>>A polite summary would do much better.
AAA Rated CDO’s - ( Collateralized Debt Obligations ) were manufactured via the Subprime Securitization process. Significant portions of the underlying loans were tied to LIBOR instead of the American FED’s Prime.
Subsequently, round about 2007+, it was discovered that significant numbers of those AAA CDOs were not really AAA worthy - and were rapidly downgraded to Junk status, precipitating the banking crisis of 2008. Hence the term “A$$Paper” in reference to to associated Asset Backed Securities.
In the mind of most reasonable folks, the amoral deception by which those overrated securities were manufactured and sold constitutes fraud.
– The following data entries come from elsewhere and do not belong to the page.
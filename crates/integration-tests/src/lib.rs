//! Integration test support for the Craftify client.
//!
//! Provides [`FakeMarketplace`], a scripted in-memory implementation of
//! [`MarketplaceApi`] that records every call, serves queued replies per
//! endpoint, and can hold a reply back behind a [`Gate`] until the test
//! releases it. Gates make response ordering deterministic, which is how the
//! overlapping-fetch scenarios are reproduced.
//!
//! # Running Tests
//!
//! ```bash
//! cargo test -p craftify-integration-tests
//! ```

use std::collections::{HashMap, VecDeque};
use std::sync::{Arc, Mutex, PoisonError};

use base64::Engine;
use base64::engine::general_purpose::URL_SAFE_NO_PAD;
use craftify_client::api::{
    Comment, Item, ItemDraft, Order, Profile, ProfileUpdate, SignUp, UserPage,
};
use craftify_client::{
    Address, ApiError, CheckoutRequest, ClientConfig, MarketplaceApi, MemoryTokenStore,
    OrderWindow, PaymentCard, Storefront,
};
use craftify_core::{CartLineId, Credential, ItemId, UserId};
use secrecy::SecretString;
use serde::de::DeserializeOwned;
use serde_json::{Value, json};
use tokio::sync::oneshot;

/// The storefront wired to the fake API and an inspectable token store.
pub type TestStorefront = Storefront<Arc<MemoryTokenStore>, FakeMarketplace>;

// =============================================================================
// Scripted replies
// =============================================================================

/// Remote endpoints, for scripting and counting calls.
#[derive(Debug, Clone, Copy, PartialEq, Eq, Hash)]
pub enum Endpoint {
    Login,
    SignUp,
    FetchCart,
    AddToCart,
    RemoveCartLine,
    ClearCart,
    ListItems,
    GetItem,
    CreateItem,
    UpdateItem,
    DeleteItem,
    Checkout,
    ListOrders,
    GetProfile,
    UpdateProfile,
    ListComments,
    PostComment,
    ListUsers,
    DeleteUser,
}

/// A scripted failure.
#[derive(Debug, Clone, Copy, PartialEq, Eq)]
pub enum Failure {
    Unauthorized,
    Status(u16),
}

impl From<Failure> for ApiError {
    fn from(failure: Failure) -> Self {
        match failure {
            Failure::Unauthorized => Self::Unauthorized,
            Failure::Status(status) => Self::Status {
                status,
                body: "scripted failure".to_string(),
            },
        }
    }
}

type Outcome = Result<Value, Failure>;

enum Reply {
    Ready(Outcome),
    Gated(oneshot::Receiver<Outcome>),
}

/// A reply held back until the test releases it.
pub struct Gate {
    sender: oneshot::Sender<Outcome>,
}

impl Gate {
    /// Let the held request complete with `body`.
    pub fn release(self, body: Value) {
        let _ = self.sender.send(Ok(body));
    }

    /// Let the held request fail.
    pub fn fail(self, failure: Failure) {
        let _ = self.sender.send(Err(failure));
    }
}

/// One recorded request.
#[derive(Debug, Clone, PartialEq)]
pub struct Call {
    pub endpoint: Endpoint,
    pub args: Value,
}

#[derive(Default)]
struct FakeState {
    calls: Vec<Call>,
    replies: HashMap<Endpoint, VecDeque<Reply>>,
    bearer: Option<String>,
}

/// Scripted in-memory marketplace API.
#[derive(Default)]
pub struct FakeMarketplace {
    state: Mutex<FakeState>,
}

impl FakeMarketplace {
    #[must_use]
    pub fn new() -> Self {
        Self::default()
    }

    fn state(&self) -> std::sync::MutexGuard<'_, FakeState> {
        self.state.lock().unwrap_or_else(PoisonError::into_inner)
    }

    fn push(&self, endpoint: Endpoint, reply: Reply) {
        self.state()
            .replies
            .entry(endpoint)
            .or_default()
            .push_back(reply);
    }

    /// Queue a successful reply.
    pub fn reply(&self, endpoint: Endpoint, body: Value) {
        self.push(endpoint, Reply::Ready(Ok(body)));
    }

    /// Queue a failed reply.
    pub fn fail(&self, endpoint: Endpoint, failure: Failure) {
        self.push(endpoint, Reply::Ready(Err(failure)));
    }

    /// Queue a reply that is held until the returned gate is released.
    #[must_use]
    pub fn gate(&self, endpoint: Endpoint) -> Gate {
        let (sender, receiver) = oneshot::channel();
        self.push(endpoint, Reply::Gated(receiver));
        Gate { sender }
    }

    /// Every request made so far, in order.
    #[must_use]
    pub fn calls(&self) -> Vec<Call> {
        self.state().calls.clone()
    }

    /// Number of requests made to one endpoint.
    #[must_use]
    pub fn count(&self, endpoint: Endpoint) -> usize {
        self.state()
            .calls
            .iter()
            .filter(|call| call.endpoint == endpoint)
            .count()
    }

    /// The bearer credential currently configured, if any.
    #[must_use]
    pub fn bearer(&self) -> Option<String> {
        self.state().bearer.clone()
    }

    /// Wait until at least `n` requests reached `endpoint`.
    pub async fn wait_for_calls(&self, endpoint: Endpoint, n: usize) {
        while self.count(endpoint) < n {
            tokio::task::yield_now().await;
        }
    }

    async fn respond<T: DeserializeOwned>(
        &self,
        endpoint: Endpoint,
        args: Value,
    ) -> Result<T, ApiError> {
        let reply = {
            let mut state = self.state();
            state.calls.push(Call { endpoint, args });
            state
                .replies
                .get_mut(&endpoint)
                .and_then(VecDeque::pop_front)
        };

        let outcome = match reply {
            Some(Reply::Ready(outcome)) => outcome,
            Some(Reply::Gated(receiver)) => receiver.await.unwrap_or(Err(Failure::Status(599))),
            None => default_outcome(endpoint),
        };

        let body = outcome.map_err(ApiError::from)?;
        Ok(serde_json::from_value(body)?)
    }
}

/// Unscripted deletes succeed; anything else is a 404.
const fn default_outcome(endpoint: Endpoint) -> Outcome {
    match endpoint {
        Endpoint::RemoveCartLine
        | Endpoint::ClearCart
        | Endpoint::DeleteItem
        | Endpoint::DeleteUser => Ok(Value::Null),
        _ => Err(Failure::Status(404)),
    }
}

impl MarketplaceApi for FakeMarketplace {
    fn authorize(&self, credential: Option<Credential>) {
        self.state().bearer = credential.map(|c| c.expose().to_string());
    }

    async fn login(
        &self,
        username: &str,
        _password: &SecretString,
    ) -> Result<Credential, ApiError> {
        let body: Value = self
            .respond(Endpoint::Login, json!({ "username": username }))
            .await?;
        token_from(&body)
    }

    async fn sign_up(&self, form: &SignUp) -> Result<Credential, ApiError> {
        let body: Value = self
            .respond(
                Endpoint::SignUp,
                json!({ "username": form.username, "email": form.email }),
            )
            .await?;
        token_from(&body)
    }

    async fn fetch_cart(&self) -> Result<Value, ApiError> {
        self.respond(Endpoint::FetchCart, Value::Null).await
    }

    async fn add_to_cart(&self, item_id: ItemId, quantity: u32) -> Result<Value, ApiError> {
        self.respond(
            Endpoint::AddToCart,
            json!({ "item_id": item_id, "quantity": quantity }),
        )
        .await
    }

    async fn remove_cart_line(&self, line_id: CartLineId) -> Result<(), ApiError> {
        self.respond(Endpoint::RemoveCartLine, json!({ "line_id": line_id }))
            .await
    }

    async fn clear_cart(&self) -> Result<(), ApiError> {
        self.respond(Endpoint::ClearCart, Value::Null).await
    }

    async fn list_items(&self) -> Result<Vec<Item>, ApiError> {
        self.respond(Endpoint::ListItems, Value::Null).await
    }

    async fn get_item(&self, item_id: ItemId) -> Result<Item, ApiError> {
        self.respond(Endpoint::GetItem, json!({ "item_id": item_id }))
            .await
    }

    async fn create_item(&self, draft: &ItemDraft) -> Result<Item, ApiError> {
        let body = serde_json::to_value(draft)?;
        self.respond(Endpoint::CreateItem, body).await
    }

    async fn update_item(&self, item_id: ItemId, draft: &ItemDraft) -> Result<Item, ApiError> {
        self.respond(
            Endpoint::UpdateItem,
            json!({ "item_id": item_id, "draft": draft }),
        )
        .await
    }

    async fn delete_item(&self, item_id: ItemId) -> Result<(), ApiError> {
        self.respond(Endpoint::DeleteItem, json!({ "item_id": item_id }))
            .await
    }

    async fn checkout(&self, request: &CheckoutRequest) -> Result<Order, ApiError> {
        let body = serde_json::to_value(request)?;
        self.respond(Endpoint::Checkout, body).await
    }

    async fn list_orders(&self, window: OrderWindow) -> Result<Vec<Order>, ApiError> {
        self.respond(Endpoint::ListOrders, json!({ "days": window.days() }))
            .await
    }

    async fn get_profile(&self, user_id: &UserId) -> Result<Profile, ApiError> {
        self.respond(Endpoint::GetProfile, json!({ "user_id": user_id }))
            .await
    }

    async fn update_profile(
        &self,
        user_id: &UserId,
        update: &ProfileUpdate,
    ) -> Result<Profile, ApiError> {
        self.respond(
            Endpoint::UpdateProfile,
            json!({ "user_id": user_id, "update": update }),
        )
        .await
    }

    async fn list_comments(&self, user_id: &UserId) -> Result<Vec<Comment>, ApiError> {
        self.respond(Endpoint::ListComments, json!({ "user_id": user_id }))
            .await
    }

    async fn post_comment(&self, user_id: &UserId, text: &str) -> Result<Comment, ApiError> {
        self.respond(
            Endpoint::PostComment,
            json!({ "user_id": user_id, "comment": text }),
        )
        .await
    }

    async fn list_users(&self, page: u32) -> Result<UserPage, ApiError> {
        self.respond(Endpoint::ListUsers, json!({ "page": page }))
            .await
    }

    async fn delete_user(&self, user_id: &UserId) -> Result<(), ApiError> {
        self.respond(Endpoint::DeleteUser, json!({ "user_id": user_id }))
            .await
    }
}

fn token_from(body: &Value) -> Result<Credential, ApiError> {
    body.get("access")
        .and_then(Value::as_str)
        .map(Credential::new)
        .ok_or_else(|| ApiError::UnexpectedShape("login reply without access token".to_string()))
}

// =============================================================================
// Fixtures
// =============================================================================

/// A structurally valid credential carrying `claims` in its payload.
#[must_use]
pub fn token_with(claims: &Value) -> String {
    format!(
        "eyJhbGciOiJIUzI1NiIsInR5cCI6IkpXVCJ9.{}.c2lnbmF0dXJl",
        URL_SAFE_NO_PAD.encode(claims.to_string())
    )
}

/// A credential identifying numeric user `id`.
#[must_use]
pub fn token_for(id: i64) -> String {
    token_with(&json!({ "user_id": id, "exp": 4_102_444_800_i64 }))
}

/// Login reply body carrying a credential.
#[must_use]
pub fn login_reply(token: &str) -> Value {
    json!({ "access": token, "refresh": "unused" })
}

/// A cart line as the server sends it.
#[must_use]
pub fn cart_line(line_id: i64, item_id: i64, price: i64, quantity: u32) -> Value {
    json!({
        "id": line_id,
        "item": {
            "id": item_id,
            "name": format!("Item {item_id}"),
            "price": price,
            "seller": 1
        },
        "quantity": quantity
    })
}

/// A cart object as the server sends it, without declared totals.
#[must_use]
pub fn cart_body(lines: &[Value]) -> Value {
    json!({ "id": 1, "user": 1, "items": lines })
}

/// An item listing entry.
#[must_use]
pub fn item_body(id: i64, price: &str) -> Value {
    json!({
        "id": id,
        "name": format!("Item {id}"),
        "description": "Handmade",
        "price": price,
        "quantity": 4,
        "seller": 2,
        "seller_username": "maker"
    })
}

/// A filled-in checkout request.
#[must_use]
pub fn checkout_request() -> CheckoutRequest {
    let address = Address {
        name: "Ada Lovelace".to_string(),
        address: "1 Loom Lane".to_string(),
        city: "Portland".to_string(),
        state: "OR".to_string(),
        zip: "97201".to_string(),
        country: "US".to_string(),
    };
    CheckoutRequest {
        billing: address.clone(),
        shipping: address,
        payment: PaymentCard {
            card_number: SecretString::from("4242424242424242".to_string()),
            card_expiry: "12/29".to_string(),
            card_cvc: SecretString::from("123".to_string()),
        },
    }
}

/// Build a storefront over the fake API with an in-memory token store.
///
/// # Panics
///
/// Panics if the fixed test URL does not parse.
#[must_use]
#[allow(clippy::expect_used)]
pub fn storefront(api: &Arc<FakeMarketplace>, tokens: &Arc<MemoryTokenStore>) -> TestStorefront {
    let config =
        ClientConfig::for_api_url("http://127.0.0.1:8000/api/").expect("test URL is valid");
    Storefront::new(Arc::clone(tokens), Arc::clone(api), &config)
}

/// A storefront that has started with a stored session for user `id`, with
/// the initial cart fetch answered by `cart`.
pub async fn signed_in_storefront(
    id: i64,
    cart: Value,
) -> (TestStorefront, Arc<FakeMarketplace>, Arc<MemoryTokenStore>) {
    let api = Arc::new(FakeMarketplace::new());
    let tokens = Arc::new(MemoryTokenStore::with_token(token_for(id)));
    api.reply(Endpoint::FetchCart, cart);

    let app = storefront(&api, &tokens);
    app.start().await;
    (app, api, tokens)
}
Enter Tarp, QE1, QE2.. and the bailout of the perpetrators at the expense of everyone whose wealth is dependent upon the value of dollar.
Etc Etc.
Click the Links. Nothing there to bite you except the Truth.
Ah, now that something sensible to discuss. I can see a context.
Without spending lots of time recalling minute details, my take was that due to gov’t-compelled sure-loss loans (to wit mortgages unlikely to be repaid), banks had to invent a new process for insuring such high-risk loans; plethora of acronyms for misunderstood terms aside, upshot is that everyone involved was confident the lenders-insurance system was a solid AAA worthy construct.
Until everyone realized everyone was, in effect, insuring themselves with nothing. AAA -> junk status overnight.
Not so much fraud as doing government’s will under duress, and concocting some way to make it work, which it can’t and doesn’t. Subsequent repair of “progressive” damage is very, very expensive; at some point the rate of quantitative easing will be unable - at _any_ rate - to keep up with demands for payback. A run on dollars will ensue; hyperinflation occurs when there is simply not enough value in the system to satisfy current obligations.
Casting blame doesn’t help at this point. There just isn’t enough value in the system to satisfy obligations as they occur. Result: crash; those whose wealth depends on the value of the dollar won’t have any.